• **Material provided**
* * *

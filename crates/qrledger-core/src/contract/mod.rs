#[cfg(test)]
mod tests;

use crate::{
    ASSET_CREATED_EVENT,
    asset::{AssetCreated, QrAsset, bootstrap_assets},
    config::LedgerConfig,
    context::StateContext,
    error::ContractError,
    key::AssetKey,
    obs::sink::{MetricsEvent, OpKind, Span},
    serialize::{SerializeError, deserialize, deserialize_bounded, serialize},
};

///
/// AssetContract
///
/// The four ledger operations. Holds configuration only; every call receives
/// the host context explicitly and keeps no state between calls.
///

#[derive(Clone, Debug, Default)]
pub struct AssetContract {
    config: LedgerConfig,
}

impl AssetContract {
    #[must_use]
    pub const fn new(config: LedgerConfig) -> Self {
        Self { config }
    }

    #[must_use]
    pub const fn config(&self) -> &LedgerConfig {
        &self.config
    }

    fn debug_log(&self, s: impl AsRef<str>) {
        if self.config.debug {
            println!("[debug] {}", s.as_ref());
        }
    }

    /// Seed world state with the bootstrap records.
    ///
    /// Stops at the first failure; records already written in this call stay
    /// written and the host transaction decides whether they commit.
    pub fn init_ledger<C>(&self, ctx: &mut C) -> Result<(), ContractError>
    where
        C: StateContext + ?Sized,
    {
        let span = Span::new(OpKind::InitLedger, self.config.metrics);
        let result = self.seed(ctx, &span);

        self.finish(OpKind::InitLedger, span, result)
    }

    /// True iff a non-empty value is stored under the asset's key.
    pub fn asset_exists<C>(&self, ctx: &C, product_id: &str) -> Result<bool, ContractError>
    where
        C: StateContext + ?Sized,
    {
        let span = Span::new(OpKind::Exists, self.config.metrics);
        let result = Self::exists(ctx, product_id);
        if let Ok(exists) = &result {
            self.debug_log(format!("asset_exists: {product_id} -> {exists}"));
        }

        self.finish(OpKind::Exists, span, result)
    }

    /// Decode, reject duplicates, stamp the discriminator, write, then notify.
    ///
    /// A notification failure is reported after the write has already been
    /// issued; the write is not undone here.
    pub fn create_asset<C>(&self, ctx: &mut C, payload: &[u8]) -> Result<(), ContractError>
    where
        C: StateContext + ?Sized,
    {
        let span = Span::new(OpKind::Create, self.config.metrics);
        let result = self.create(ctx, payload, &span);

        self.finish(OpKind::Create, span, result)
    }

    /// Load and decode the asset stored under `product_id`.
    pub fn read_asset<C>(&self, ctx: &C, product_id: &str) -> Result<QrAsset, ContractError>
    where
        C: StateContext + ?Sized,
    {
        let span = Span::new(OpKind::Read, self.config.metrics);
        let result = self.read(ctx, product_id, &span);

        self.finish(OpKind::Read, span, result)
    }

    // Close the span; failures are logged with their class and origin.
    fn finish<T>(
        &self,
        op: OpKind,
        mut span: Span,
        result: Result<T, ContractError>,
    ) -> Result<T, ContractError> {
        match &result {
            Ok(_) => span.succeed(),
            Err(err) => {
                self.debug_log(format!("{}: {}", op.as_str(), err.display_with_class()));
            }
        }

        result
    }

    // ------------------------------------------------------------------
    // Operation bodies
    // ------------------------------------------------------------------

    fn seed<C>(&self, ctx: &mut C, span: &Span) -> Result<(), ContractError>
    where
        C: StateContext + ?Sized,
    {
        let assets = bootstrap_assets();
        for asset in &assets {
            Self::put_asset(ctx, asset, span)?;
        }
        self.debug_log(format!("init_ledger: seeded {} asset(s)", assets.len()));

        Ok(())
    }

    fn create<C>(&self, ctx: &mut C, payload: &[u8], span: &Span) -> Result<(), ContractError>
    where
        C: StateContext + ?Sized,
    {
        let mut asset: QrAsset = deserialize_bounded(payload, self.config.max_payload_bytes)
            .map_err(ContractError::payload)?;
        if asset.product_id.is_empty() {
            return Err(ContractError::payload(SerializeError::Decode(
                "productId must not be empty".into(),
            )));
        }

        if Self::exists(ctx, &asset.product_id)? {
            span.record(MetricsEvent::DuplicateRejected);

            return Err(ContractError::DuplicateKey {
                product_id: asset.product_id,
            });
        }

        asset.stamp_doc_type();
        Self::put_asset(ctx, &asset, span)?;

        let event = serialize(&AssetCreated::new(asset.product_id.clone())).map_err(|source| {
            ContractError::Serialization {
                product_id: asset.product_id.clone(),
                source,
            }
        })?;
        ctx.set_event(ASSET_CREATED_EVENT, event)
            .map_err(ContractError::Notification)?;
        span.record(MetricsEvent::EventEmitted);
        self.debug_log(format!("create_asset: wrote {}", asset.key()));

        Ok(())
    }

    fn read<C>(&self, ctx: &C, product_id: &str, span: &Span) -> Result<QrAsset, ContractError>
    where
        C: StateContext + ?Sized,
    {
        let key = AssetKey::from_product_id(product_id);

        let Some(bytes) = Self::load(ctx, &key)? else {
            span.record(MetricsEvent::NotFound);

            return Err(ContractError::NotFound {
                product_id: product_id.to_string(),
            });
        };

        let asset: QrAsset =
            deserialize(&bytes).map_err(|source| ContractError::stored(key.as_str(), source))?;

        // Records are returned whatever their discriminator says.
        if !asset.is_asset() {
            self.debug_log(format!(
                "read_asset: {key} carries docType {:?}",
                asset.doc_type
            ));
        }
        self.debug_log(format!("read_asset: {key} ({} bytes)", bytes.len()));

        Ok(asset)
    }

    // ------------------------------------------------------------------
    // Store access
    // ------------------------------------------------------------------

    // Empty values count as absent.
    fn load<C>(ctx: &C, key: &AssetKey) -> Result<Option<Vec<u8>>, ContractError>
    where
        C: StateContext + ?Sized,
    {
        let bytes = ctx
            .get_state(key.as_str())
            .map_err(ContractError::StoreRead)?;

        Ok(bytes.filter(|b| !b.is_empty()))
    }

    fn exists<C>(ctx: &C, product_id: &str) -> Result<bool, ContractError>
    where
        C: StateContext + ?Sized,
    {
        let key = AssetKey::from_product_id(product_id);

        Ok(Self::load(ctx, &key)?.is_some())
    }

    fn put_asset<C>(ctx: &mut C, asset: &QrAsset, span: &Span) -> Result<(), ContractError>
    where
        C: StateContext + ?Sized,
    {
        let bytes = serialize(asset).map_err(|source| ContractError::Serialization {
            product_id: asset.product_id.clone(),
            source,
        })?;
        let len = bytes.len() as u64;

        ctx.put_state(asset.key().as_str(), bytes)
            .map_err(ContractError::StoreWrite)?;
        span.record(MetricsEvent::RecordWritten { bytes: len });

        Ok(())
    }
}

* * *

• **The problem**
Take from the material above the lines running from the one with "pub fn init_ledger<C>(&self, ctx: &mut" through the one with "Load and decode", and repeat them exactly, with nothing else.

• **Task solution**
    pub fn init_ledger<C>(&self, ctx: &mut C) -> Result<(), ContractError>
    where
        C: StateContext + ?Sized,
    {
        let span = Span::new(OpKind::InitLedger, self.config.metrics);
        let result = self.seed(ctx, &span);

        self.finish(OpKind::InitLedger, span, result)
    }

    /// True iff a non-empty value is stored under the asset's key.
    pub fn asset_exists<C>(&self, ctx: &C, product_id: &str) -> Result<bool, ContractError>
    where
        C: StateContext + ?Sized,
    {
        let span = Span::new(OpKind::Exists, self.config.metrics);
        let result = Self::exists(ctx, product_id);
        if let Ok(exists) = &result {
            self.debug_log(format!("asset_exists: {product_id} -> {exists}"));
        }

        self.finish(OpKind::Exists, span, result)
    }

    /// Decode, reject duplicates, stamp the discriminator, write, then notify.
    ///
    /// A notification failure is reported after the write has already been
    /// issued; the write is not undone here.
    pub fn create_asset<C>(&self, ctx: &mut C, payload: &[u8]) -> Result<(), ContractError>
    where
        C: StateContext + ?Sized,
    {
        let span = Span::new(OpKind::Create, self.config.metrics);
        let result = self.create(ctx, payload, &span);

        self.finish(OpKind::Create, span, result)
    }

    /// Load and decode the asset stored under `product_id`.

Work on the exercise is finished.